//! Structured logging setup.
//!
//! The generator runs inside build scripts and CI jobs, so the defaults are
//! tuned for that: compact human output on stderr, JSON when `LOG_FORMAT=json`,
//! and an optional log file for hosts that swallow stderr.

use anyhow::{Context, Result};
use std::env;
use std::io;
use std::path::PathBuf;
use tracing_appender::non_blocking::WorkerGuard;
use tracing_subscriber::{EnvFilter, Layer, fmt, layer::SubscriberExt, util::SubscriberInitExt};

const DEFAULT_DIRECTIVE: &str = "codec_registry_gen=info";

/// Configuration for logging setup.
#[derive(Debug, Clone)]
pub struct LoggingConfig {
    /// Log format: "json" or "pretty"
    pub format: LogFormat,
    /// Log output: "stdout", "stderr", or "file"
    pub output: LogOutput,
    /// Directory for log files (when output is "file")
    pub log_dir: PathBuf,
    /// Log file name prefix
    pub log_file_prefix: String,
    /// Filter used when `RUST_LOG` is unset
    pub default_directive: String,
    /// Emit ANSI colors (pretty format only)
    pub ansi: bool,
}

/// Log output format.
#[derive(Debug, Clone, Copy, PartialEq, Eq)]
pub enum LogFormat {
    Json,
    Pretty,
}

/// Log output destination.
#[derive(Debug, Clone, Copy, PartialEq, Eq)]
pub enum LogOutput {
    Stdout,
    Stderr,
    File,
}

impl Default for LoggingConfig {
    fn default() -> Self {
        Self {
            format: LogFormat::Pretty,
            output: LogOutput::Stderr,
            log_dir: PathBuf::from("logs"),
            log_file_prefix: "codec-registry-gen".to_string(),
            default_directive: DEFAULT_DIRECTIVE.to_string(),
            ansi: true,
        }
    }
}

impl LoggingConfig {
    /// Create a new logging configuration from environment variables.
    pub fn from_env() -> Self {
        let mut config = Self::default();

        if let Ok(format) = env::var("LOG_FORMAT") {
            config.format = parse_format(&format).unwrap_or(config.format);
        }

        if let Ok(output) = env::var("LOG_OUTPUT") {
            config.output = parse_output(&output).unwrap_or(config.output);
        }

        if let Ok(log_dir) = env::var("LOG_DIR") {
            config.log_dir = PathBuf::from(log_dir);
        }

        // Cargo captures build script output; colors only add noise there.
        if env::var_os("NO_COLOR").is_some() || env::var_os("OUT_DIR").is_some() {
            config.ansi = false;
        }

        config
    }
}

fn parse_format(raw: &str) -> Option<LogFormat> {
    match raw.to_ascii_lowercase().as_str() {
        "json" => Some(LogFormat::Json),
        "pretty" => Some(LogFormat::Pretty),
        _ => None,
    }
}

fn parse_output(raw: &str) -> Option<LogOutput> {
    match raw.to_ascii_lowercase().as_str() {
        "stdout" => Some(LogOutput::Stdout),
        "stderr" => Some(LogOutput::Stderr),
        "file" => Some(LogOutput::File),
        _ => None,
    }
}

/// Initialize structured logging with the given configuration.
///
/// Returns a WorkerGuard that must be held until the run finishes so buffered
/// lines are flushed.
pub fn init_logging(config: LoggingConfig) -> Result<Option<WorkerGuard>> {
    let env_filter = EnvFilter::try_from_default_env()
        .unwrap_or_else(|_| EnvFilter::new(&config.default_directive));

    let (writer, guard) = match config.output {
        LogOutput::Stdout => tracing_appender::non_blocking(io::stdout()),
        LogOutput::Stderr => tracing_appender::non_blocking(io::stderr()),
        LogOutput::File => {
            std::fs::create_dir_all(&config.log_dir).context("Failed to create log directory")?;
            let file_appender =
                tracing_appender::rolling::never(&config.log_dir, &config.log_file_prefix);
            tracing_appender::non_blocking(file_appender)
        }
    };

    let registry = tracing_subscriber::registry();

    match config.format {
        LogFormat::Json => {
            let fmt_layer = fmt::layer()
                .json()
                .with_writer(writer)
                .with_target(true)
                .with_level(true)
                .with_current_span(true)
                .with_filter(env_filter);
            registry
                .with(fmt_layer)
                .try_init()
                .context("failed to install tracing subscriber")?;
        }
        LogFormat::Pretty => {
            let fmt_layer = fmt::layer()
                .compact()
                .with_writer(writer)
                .with_target(false)
                .with_level(true)
                .with_ansi(config.ansi && config.output != LogOutput::File)
                .with_filter(env_filter);
            registry
                .with(fmt_layer)
                .try_init()
                .context("failed to install tracing subscriber")?;
        }
    }

    tracing::debug!(
        format = ?config.format,
        output = ?config.output,
        "logging initialized"
    );

    Ok(Some(guard))
}

#[cfg(test)]
mod tests {
    use super::*;
    use serial_test::serial;

    #[test]
    fn test_parse_format_is_case_insensitive() {
        assert_eq!(parse_format("JSON"), Some(LogFormat::Json));
        assert_eq!(parse_format("pretty"), Some(LogFormat::Pretty));
        assert_eq!(parse_format("xml"), None);
    }

    #[test]
    fn test_parse_output() {
        assert_eq!(parse_output("file"), Some(LogOutput::File));
        assert_eq!(parse_output("Stdout"), Some(LogOutput::Stdout));
        assert_eq!(parse_output("syslog"), None);
    }

    #[test]
    #[serial]
    fn test_from_env_reads_format_and_dir() {
        // SAFETY: serialized with the other env-mutating tests.
        unsafe {
            env::set_var("LOG_FORMAT", "json");
            env::set_var("LOG_DIR", "/tmp/codec-logs");
        }
        let config = LoggingConfig::from_env();
        unsafe {
            env::remove_var("LOG_FORMAT");
            env::remove_var("LOG_DIR");
        }

        assert_eq!(config.format, LogFormat::Json);
        assert_eq!(config.log_dir, PathBuf::from("/tmp/codec-logs"));
        assert_eq!(config.output, LogOutput::Stderr);
    }
}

▶ **TO DO**:
So that no detail is lost, give every line of the data again exactly.

▶ **OUTPUT FOR THIS TASK**:
//! Structured logging setup.
//!
//! The generator runs inside build scripts and CI jobs, so the defaults are
//! tuned for that: compact human output on stderr, JSON when `LOG_FORMAT=json`,
//! and an optional log file for hosts that swallow stderr.

use anyhow::{Context, Result};
use std::env;
use std::io;
use std::path::PathBuf;
use tracing_appender::non_blocking::WorkerGuard;
use tracing_subscriber::{EnvFilter, Layer, fmt, layer::SubscriberExt, util::SubscriberInitExt};

const DEFAULT_DIRECTIVE: &str = "codec_registry_gen=info";

/// Configuration for logging setup.
#[derive(Debug, Clone)]
pub struct LoggingConfig {
    /// Log format: "json" or "pretty"
    pub format: LogFormat,
    /// Log output: "stdout", "stderr", or "file"
    pub output: LogOutput,
    /// Directory for log files (when output is "file")
    pub log_dir: PathBuf,
    /// Log file name prefix
    pub log_file_prefix: String,
    /// Filter used when `RUST_LOG` is unset
    pub default_directive: String,
    /// Emit ANSI colors (pretty format only)
    pub ansi: bool,
}

/// Log output format.
#[derive(Debug, Clone, Copy, PartialEq, Eq)]
pub enum LogFormat {
    Json,
    Pretty,
}

/// Log output destination.
#[derive(Debug, Clone, Copy, PartialEq, Eq)]
pub enum LogOutput {
    Stdout,
    Stderr,
    File,
}

impl Default for LoggingConfig {
    fn default() -> Self {
        Self {
            format: LogFormat::Pretty,
            output: LogOutput::Stderr,
            log_dir: PathBuf::from("logs"),
            log_file_prefix: "codec-registry-gen".to_string(),
            default_directive: DEFAULT_DIRECTIVE.to_string(),
            ansi: true,
        }
    }
}

impl LoggingConfig {
    /// Create a new logging configuration from environment variables.
    pub fn from_env() -> Self {
        let mut config = Self::default();

        if let Ok(format) = env::var("LOG_FORMAT") {
            config.format = parse_format(&format).unwrap_or(config.format);
        }

        if let Ok(output) = env::var("LOG_OUTPUT") {
            config.output = parse_output(&output).unwrap_or(config.output);
        }

        if let Ok(log_dir) = env::var("LOG_DIR") {
            config.log_dir = PathBuf::from(log_dir);
        }

        // Cargo captures build script output; colors only add noise there.
        if env::var_os("NO_COLOR").is_some() || env::var_os("OUT_DIR").is_some() {
            config.ansi = false;
        }

        config
    }
}

fn parse_format(raw: &str) -> Option<LogFormat> {
    match raw.to_ascii_lowercase().as_str() {
        "json" => Some(LogFormat::Json),
        "pretty" => Some(LogFormat::Pretty),
        _ => None,
    }
}

fn parse_output(raw: &str) -> Option<LogOutput> {
    match raw.to_ascii_lowercase().as_str() {
        "stdout" => Some(LogOutput::Stdout),
        "stderr" => Some(LogOutput::Stderr),
        "file" => Some(LogOutput::File),
        _ => None,
    }
}

/// Initialize structured logging with the given configuration.
///
/// Returns a WorkerGuard that must be held until the run finishes so buffered
/// lines are flushed.
pub fn init_logging(config: LoggingConfig) -> Result<Option<WorkerGuard>> {
    let env_filter = EnvFilter::try_from_default_env()
        .unwrap_or_else(|_| EnvFilter::new(&config.default_directive));

    let (writer, guard) = match config.output {
        LogOutput::Stdout => tracing_appender::non_blocking(io::stdout()),
        LogOutput::Stderr => tracing_appender::non_blocking(io::stderr()),
        LogOutput::File => {
            std::fs::create_dir_all(&config.log_dir).context("Failed to create log directory")?;
            let file_appender =
                tracing_appender::rolling::never(&config.log_dir, &config.log_file_prefix);
            tracing_appender::non_blocking(file_appender)
        }
    };

    let registry = tracing_subscriber::registry();

    match config.format {
        LogFormat::Json => {
            let fmt_layer = fmt::layer()
                .json()
                .with_writer(writer)
                .with_target(true)
                .with_level(true)
                .with_current_span(true)
                .with_filter(env_filter);
            registry
                .with(fmt_layer)
                .try_init()
                .context("failed to install tracing subscriber")?;
        }
        LogFormat::Pretty => {
            let fmt_layer = fmt::layer()
                .compact()
                .with_writer(writer)
                .with_target(false)
                .with_level(true)
                .with_ansi(config.ansi && config.output != LogOutput::File)
                .with_filter(env_filter);
            registry
                .with(fmt_layer)
                .try_init()
                .context("failed to install tracing subscriber")?;
        }
    }

    tracing::debug!(
        format = ?config.format,
        output = ?config.output,
        "logging initialized"
    );

    Ok(Some(guard))
}

#[cfg(test)]
mod tests {
    use super::*;
    use serial_test::serial;

    #[test]
    fn test_parse_format_is_case_insensitive() {
        assert_eq!(parse_format("JSON"), Some(LogFormat::Json));
        assert_eq!(parse_format("pretty"), Some(LogFormat::Pretty));
        assert_eq!(parse_format("xml"), None);
    }

    #[test]
    fn test_parse_output() {
        assert_eq!(parse_output("file"), Some(LogOutput::File));
        assert_eq!(parse_output("Stdout"), Some(LogOutput::Stdout));
        assert_eq!(parse_output("syslog"), None);
    }

    #[test]
    #[serial]
    fn test_from_env_reads_format_and_dir() {
        // SAFETY: serialized with the other env-mutating tests.
        unsafe {
            env::set_var("LOG_FORMAT", "json");
            env::set_var("LOG_DIR", "/tmp/codec-logs");
        }
        let config = LoggingConfig::from_env();
        unsafe {
            env::remove_var("LOG_FORMAT");
            env::remove_var("LOG_DIR");
        }

        assert_eq!(config.format, LogFormat::Json);
        assert_eq!(config.log_dir, PathBuf::from("/tmp/codec-logs"));
        assert_eq!(config.output, LogOutput::Stderr);
    }
}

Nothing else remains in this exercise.